Colin Barry

Lehman Brothers (CMC, Thursday, Week 11)

coming-of-managerial-capitalismyear-two

A German Jewish immigrant started a tiny grocery store in Montgomery, Alabama in 1844. Two of his brothers came over from Bavaria to join him. They called their business "Lehman Brothers." Seriously.
Their business went broke in 2008 --- the largest bankruptcy in American history. What the heck happened?

(Sidenote: William Sharpe --- creator of CAPM and the Sharpe ratio --- reminds us that there are still other brothers: "The wrong financial advisor")

Middle men: Outsiders with an appetite for risk and the capability to deal with it

Why do merchants become investment bankers?
Avenue to scale, industry/product-agnostic anyway, culture of apprenticeship

KFS for merchants: Competence, broad network, relationships, TRUST
Why so many German Jews? Historical precedent, international connections, and serious consequences to breaking trust (ostracism in small community)

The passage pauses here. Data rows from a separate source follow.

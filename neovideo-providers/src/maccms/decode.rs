//! MacCMS JSON payload decoding
//!
//! Upstream sites run many MacCMS forks and none of them version their
//! schema. Decoding therefore works on the untyped JSON tree, but in two
//! explicit steps: classify the shape first, then read canonical fields
//! through the alias tables in [`alias`]. A malformed element degrades to a
//! zero-value entry instead of failing the whole payload.

use chrono::{DateTime, NaiveDateTime, Utc};
use serde_json::{Map, Value};
use tracing::debug;

use crate::error::ProviderClientError;
use crate::model::{Category, ListAttributes, ListResult, VideoSummary};

/// Layout of the `vod_time` field.
pub const VOD_TIME_FORMAT: &str = "%Y-%m-%d %H:%M:%S";

/// Field alias priority tables, one per canonical field.
///
/// Lookup walks a table in order and stops at the first alias carrying a
/// non-empty value.
pub mod alias {
    pub const PAGE_COUNT: &[&str] = &["pagecount"];
    pub const PAGE: &[&str] = &["page"];
    pub const RECORD_COUNT: &[&str] = &["total"];

    pub const VIDEO_ID: &[&str] = &["vod_id", "id"];
    pub const VIDEO_CATEGORY_ID: &[&str] = &["type_id", "tid"];
    pub const VIDEO_NAME: &[&str] = &["vod_name", "name", "title"];
    pub const VIDEO_TIME: &[&str] = &["vod_time", "time"];

    pub const CATEGORY_ID: &[&str] = &["type_id", "id"];
    pub const CATEGORY_NAME: &[&str] = &["type_name", "name"];

    pub const LIST: &str = "list";
    pub const CLASS: &str = "class";
}

/// Shape of a JSON node as far as decoding is concerned.
enum Shape<'a> {
    Object(&'a Map<String, Value>),
    Other,
}

impl<'a> Shape<'a> {
    fn of(value: &'a Value) -> Self {
        match value {
            Value::Object(map) => Self::Object(map),
            _ => Self::Other,
        }
    }
}

/// Decode a raw response body.
///
/// Fails only when the body is not syntactically valid JSON.
pub fn decode_body(body: &[u8]) -> Result<ListResult, ProviderClientError> {
    let value: Value = serde_json::from_slice(body)?;
    Ok(decode_value(&value))
}

/// Decode an already parsed payload. Never fails.
#[must_use]
pub fn decode_value(value: &Value) -> ListResult {
    let Shape::Object(root) = Shape::of(value) else {
        debug!("MacCMS payload is not an object, using empty result");
        return ListResult::default();
    };

    let attributes = ListAttributes {
        page_count: lookup_u64(root, alias::PAGE_COUNT),
        page: lookup_u64(root, alias::PAGE),
        record_count: lookup_u64(root, alias::RECORD_COUNT),
    };

    let videos = elements(root, alias::LIST).iter().map(decode_video).collect();
    let categories = elements(root, alias::CLASS)
        .iter()
        .map(decode_category)
        .collect();

    ListResult {
        attributes,
        videos,
        categories,
    }
}

fn decode_video(value: &Value) -> VideoSummary {
    match Shape::of(value) {
        Shape::Object(item) => VideoSummary {
            id: lookup_u64(item, alias::VIDEO_ID),
            category_id: lookup_u64(item, alias::VIDEO_CATEGORY_ID),
            name: lookup_string(item, alias::VIDEO_NAME),
            last: parse_vod_time(&lookup_string(item, alias::VIDEO_TIME)),
        },
        Shape::Other => VideoSummary::default(),
    }
}

fn decode_category(value: &Value) -> Category {
    match Shape::of(value) {
        Shape::Object(item) => Category {
            id: lookup_u64(item, alias::CATEGORY_ID),
            name: lookup_string(item, alias::CATEGORY_NAME),
        },
        Shape::Other => Category::default(),
    }
}

/// Parse a `vod_time` value, degrading to the Unix epoch.
#[must_use]
pub fn parse_vod_time(raw: &str) -> DateTime<Utc> {
    NaiveDateTime::parse_from_str(raw.trim(), VOD_TIME_FORMAT)
        .map(|t| t.and_utc())
        .unwrap_or_default()
}

fn elements<'a>(root: &'a Map<String, Value>, key: &str) -> &'a [Value] {
    root.get(key)
        .and_then(Value::as_array)
        .map(Vec::as_slice)
        .unwrap_or_default()
}

/// First alias whose value is present and non-empty.
fn first_present<'a>(item: &'a Map<String, Value>, aliases: &[&str]) -> Option<&'a Value> {
    aliases
        .iter()
        .filter_map(|key| item.get(*key))
        .find(|value| match value {
            Value::Null => false,
            Value::String(s) => !s.is_empty(),
            _ => true,
        })
}

fn lookup_string(item: &Map<String, Value>, aliases: &[&str]) -> String {
    match first_present(item, aliases) {
        Some(Value::String(s)) => s.clone(),
        Some(Value::Number(n)) => n.to_string(),
        Some(Value::Bool(b)) => b.to_string(),
        _ => String::new(),
    }
}

fn lookup_u64(item: &Map<String, Value>, aliases: &[&str]) -> u64 {
    first_present(item, aliases).map_or(0, coerce_u64)
}

/// Numbers and numeric strings are both accepted; anything else is zero.
fn coerce_u64(value: &Value) -> u64 {
    match value {
        Value::Number(n) => n
            .as_u64()
            .or_else(|| n.as_f64().filter(|f| *f >= 0.0).map(|f| f as u64))
            .unwrap_or(0),
        Value::String(s) => {
            let s = s.trim();
            s.parse::<u64>()
                .ok()
                .or_else(|| s.parse::<f64>().ok().filter(|f| *f >= 0.0).map(|f| f as u64))
                .unwrap_or(0)
        }
        _ => 0,
    }
}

The evaluation of Lehman Brothers:
Merchants => State bonds => Stocks/bonds => Investment funds => International expansion => Financial instruments
Consistent trends: filling a void, provisioning capital to growth industries

The financial industry changes too: Professionalization, greater scale, CONSOLIDATION (many benefits; spurs growth)
BUT: empire-building, declining competition, information asymmetry

Why do investment banks start off as partnerships?
-- Signal of commitment and diligence to customers => partners have skin in the game
-- Solves agency issues => no principal-agent problems
-- VALUE RESIDES IN HUMAN CAPITAL => What the heck is the "capital" that shareholders could own in a law firm or a consulting firm or an investment bank? The employees? They walk out the door at night...

What went wrong?
-- Technology "makes human judgment redundant"
-- Structural changes (public companies)
-- Competition on a transactional basis (vs. enduring relationships)
-- Managing risk through (purported) diversification => false sense of security?